I tried to end the poem on a more positive note, just explaining what I’ve just mentioned, really. Childhood memories will always be there and will always crop up and affect your day. But there’s always a positive to be found.

I hope you enjoyed the poem or at least it had some kind of effect on you as a reader. The memories I’ve written about were incredibly vivid and I hope that feeling is conveyed by what I’ve written. As ever, feel free to leave a comment.

Poetry Blog: Fragment

I’m returning to familiar territory with this poem; sleeplessness. It’s something I suffer with every once in a while, so it’s not a terrible problem, but it can leave me feeling absolutely exhausted for a few days. As a result, I often find myself somewhere between a zombie and a purely functional human being, particularly at work.

This was a poem I believe was written a few months back. In fact, to begin with it wasn’t a complete poem as it was a kind of ‘something’ that I found on the bottom half of a page in my notebook , sat beneath a different, finished poem. I didn’t even notice it when I went back to write the other up for another blog as it just looked like 10 lines worth of notes. Thankfully, I found it again when flicking through the same notebook a few weeks ago. Once I’d given it a read I decided that I’d have to sit back down and get it finished.

I have a vague memory of finishing the poem at the top of the page and deciding to head back to bed. However, before I’d gotten up out of the chair another few lines arrived in my head and I sat back down to see what I could put together. I imagine it was another half an hour before I headed back upstairs. Anyway, it turned into the poem below.

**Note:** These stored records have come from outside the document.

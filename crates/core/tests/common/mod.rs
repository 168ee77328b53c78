#![allow(dead_code)]

use std::{
    collections::{BTreeSet, HashMap, VecDeque},
    future,
    sync::{
        Mutex,
        atomic::{AtomicUsize, Ordering},
    },
};

use async_trait::async_trait;
use chrono::{DateTime, Duration, TimeZone, Utc};
use trendscout_core::{
    EngagementStats, FetchedTranscript, LanguageTrack, ResolverConfig, SourceError,
    TranscriptSource, VideoCandidate,
};

/// Transcript source driven by a per-video script. Scripted failures are
/// returned first, in order; after that the configured tracks and texts apply.
#[derive(Default)]
pub struct FakeTranscriptSource {
    tracks: HashMap<String, Vec<LanguageTrack>>,
    texts: HashMap<(String, String), String>,
    list_failures: Mutex<HashMap<String, VecDeque<SourceError>>>,
    fetch_failures: Mutex<HashMap<(String, String), VecDeque<SourceError>>>,
    list_calls: AtomicUsize,
    fetches: Mutex<Vec<(String, String)>>,
}

impl FakeTranscriptSource {
    pub fn new() -> Self {
        Self::default()
    }

    pub fn with_tracks(mut self, video_id: &str, tracks: &[(&str, bool)]) -> Self {
        self.tracks.insert(
            video_id.to_string(),
            tracks
                .iter()
                .map(|(code, generated)| LanguageTrack::new(code, *generated))
                .collect(),
        );
        self
    }

    pub fn with_text(mut self, video_id: &str, code: &str, text: &str) -> Self {
        self.texts
            .insert((video_id.to_string(), code.to_string()), text.to_string());
        self
    }

    pub fn with_list_failures(self, video_id: &str, failures: Vec<SourceError>) -> Self {
        self.list_failures
            .lock()
            .unwrap()
            .insert(video_id.to_string(), failures.into());
        self
    }

    pub fn with_fetch_failures(self, video_id: &str, code: &str, failures: Vec<SourceError>) -> Self {
        self.fetch_failures
            .lock()
            .unwrap()
            .insert((video_id.to_string(), code.to_string()), failures.into());
        self
    }

    pub fn list_calls(&self) -> usize {
        self.list_calls.load(Ordering::SeqCst)
    }

    /// Language codes fetched for a video, in call order.
    pub fn fetched(&self, video_id: &str) -> Vec<String> {
        self.fetches
            .lock()
            .unwrap()
            .iter()
            .filter(|(id, _)| id == video_id)
            .map(|(_, code)| code.clone())
            .collect()
    }

    pub fn total_calls(&self) -> usize {
        self.list_calls() + self.fetches.lock().unwrap().len()
    }
}

#[async_trait]
impl TranscriptSource for FakeTranscriptSource {
    fn name(&self) -> &'static str {
        "fake"
    }

    async fn list_languages(&self, video_id: &str) -> Result<Vec<LanguageTrack>, SourceError> {
        self.list_calls.fetch_add(1, Ordering::SeqCst);
        let failure = self
            .list_failures
            .lock()
            .unwrap()
            .get_mut(video_id)
            .and_then(VecDeque::pop_front);
        if let Some(e) = failure {
            return Err(e);
        }
        Ok(self.tracks.get(video_id).cloned().unwrap_or_default())
    }

    async fn fetch(
        &self,
        video_id: &str,
        track: &LanguageTrack,
    ) -> Result<FetchedTranscript, SourceError> {
        let key = (video_id.to_string(), track.code.clone());
        self.fetches.lock().unwrap().push(key.clone());

        let failure = self
            .fetch_failures
            .lock()
            .unwrap()
            .get_mut(&key)
            .and_then(VecDeque::pop_front);
        if let Some(e) = failure {
            return Err(e);
        }
        match self.texts.get(&key) {
            Some(text) => Ok(FetchedTranscript {
                text: text.clone(),
                duration_covered_secs: 42.0,
            }),
            None => Err(SourceError::NotFound),
        }
    }
}

/// Transcript source whose calls never complete.
pub struct StalledTranscriptSource;

#[async_trait]
impl TranscriptSource for StalledTranscriptSource {
    fn name(&self) -> &'static str {
        "stalled"
    }

    async fn list_languages(&self, _video_id: &str) -> Result<Vec<LanguageTrack>, SourceError> {
        future::pending().await
    }

    async fn fetch(
        &self,
        _video_id: &str,
        _track: &LanguageTrack,
    ) -> Result<FetchedTranscript, SourceError> {
        future::pending().await
    }
}

/// Route engine logs to the test output; honours `RUST_LOG`.
pub fn init_tracing() {
    let _ = tracing_subscriber::fmt()
        .with_env_filter(tracing_subscriber::EnvFilter::from_default_env())
        .with_test_writer()
        .compact()
        .try_init();
}

pub fn fast_resolver_config() -> ResolverConfig {
    ResolverConfig {
        backoff_base_ms: 0,
        requests_per_second: 10_000,
        ..ResolverConfig::default()
    }
}

pub fn reference_now() -> DateTime<Utc> {
    Utc.with_ymd_and_hms(2024, 5, 1, 12, 0, 0).unwrap()
}

pub fn video(
    id: &str,
    title: &str,
    channel: &str,
    duration_secs: f64,
    age_hours: i64,
) -> VideoCandidate {
    VideoCandidate {
        id: id.to_string(),
        title: title.to_string(),
        description: String::new(),
        tags: BTreeSet::new(),
        duration_secs,
        channel_name: channel.to_string(),
        uploaded_at: reference_now() - Duration::hours(age_hours),
        category: "News & Politics".to_string(),
        stats: EngagementStats::default(),
    }
}

/// Likely to have a transcript under the default vocabulary.
pub fn interview(id: &str, age_hours: i64) -> VideoCandidate {
    video(
        id,
        "Expert Interview: Climate Policy Explained",
        "Global News Network",
        1200.0,
        age_hours,
    )
}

The sounds of your sleeping collide with that of the pulse echoing around my head in the otherwise silent room. Awake again.
It prompts me to move, eventually, sleepily, stumbling out of the room.
On the landing I freeze at movement in an adjacent room
as someone stirs.
Trying not to wake them, I imagine their panic and confusion in a darkened room, perhaps abruptly departing a dream
and still myself for a moment while they return once more to their slumber.
Toes curled over the edge of every stair, I descend cautiously, robotically
before brutally puncturing the silence with electronic noise and light
as I disable the alarm, listening for a stretched out moment
before silently opening a door to pad across the pitch black front room.
The irony is not lost on me as my eyes refuse to wake fully,
my vision comfortably blurred around the edges as I finally sit
and wonder what to do now.

I like to take myself off downstairs when I can’t sleep. First and foremost it means that I’ve got less chance of waking of the rest of the family. One of the main reasons for getting out of bed in the first place is so that I don’t wake my wife. The other reason is that I enjoy the silence of the downstairs of the house. Eventually I’ll settle at the dining room table either to get some ideas down in a notebook – if it’s ideas for writing or lines for a potential poem that have woken me. And this was what happened here.

I called the poem ‘Fragments’ for a couple of reasons. Firstly, because that’s what it was when I found it; just fragments of an idea. Lines scribbled down underneath a completed poem like I’d just had enough and wanted to just get some sleep. I also called it fragments as a reference to my sleep at these types of times. Sleep is fragmented when I’m like this. I’ll usually sleep for a little bit and then wake up, unable to get back to it. It’s then that I find myself getting up. Even when I eventually head back to bed I often can’t sleep and will wake up regularly when I do.

As usual I’d love to read any comments about the poem. I hope you enjoyed it.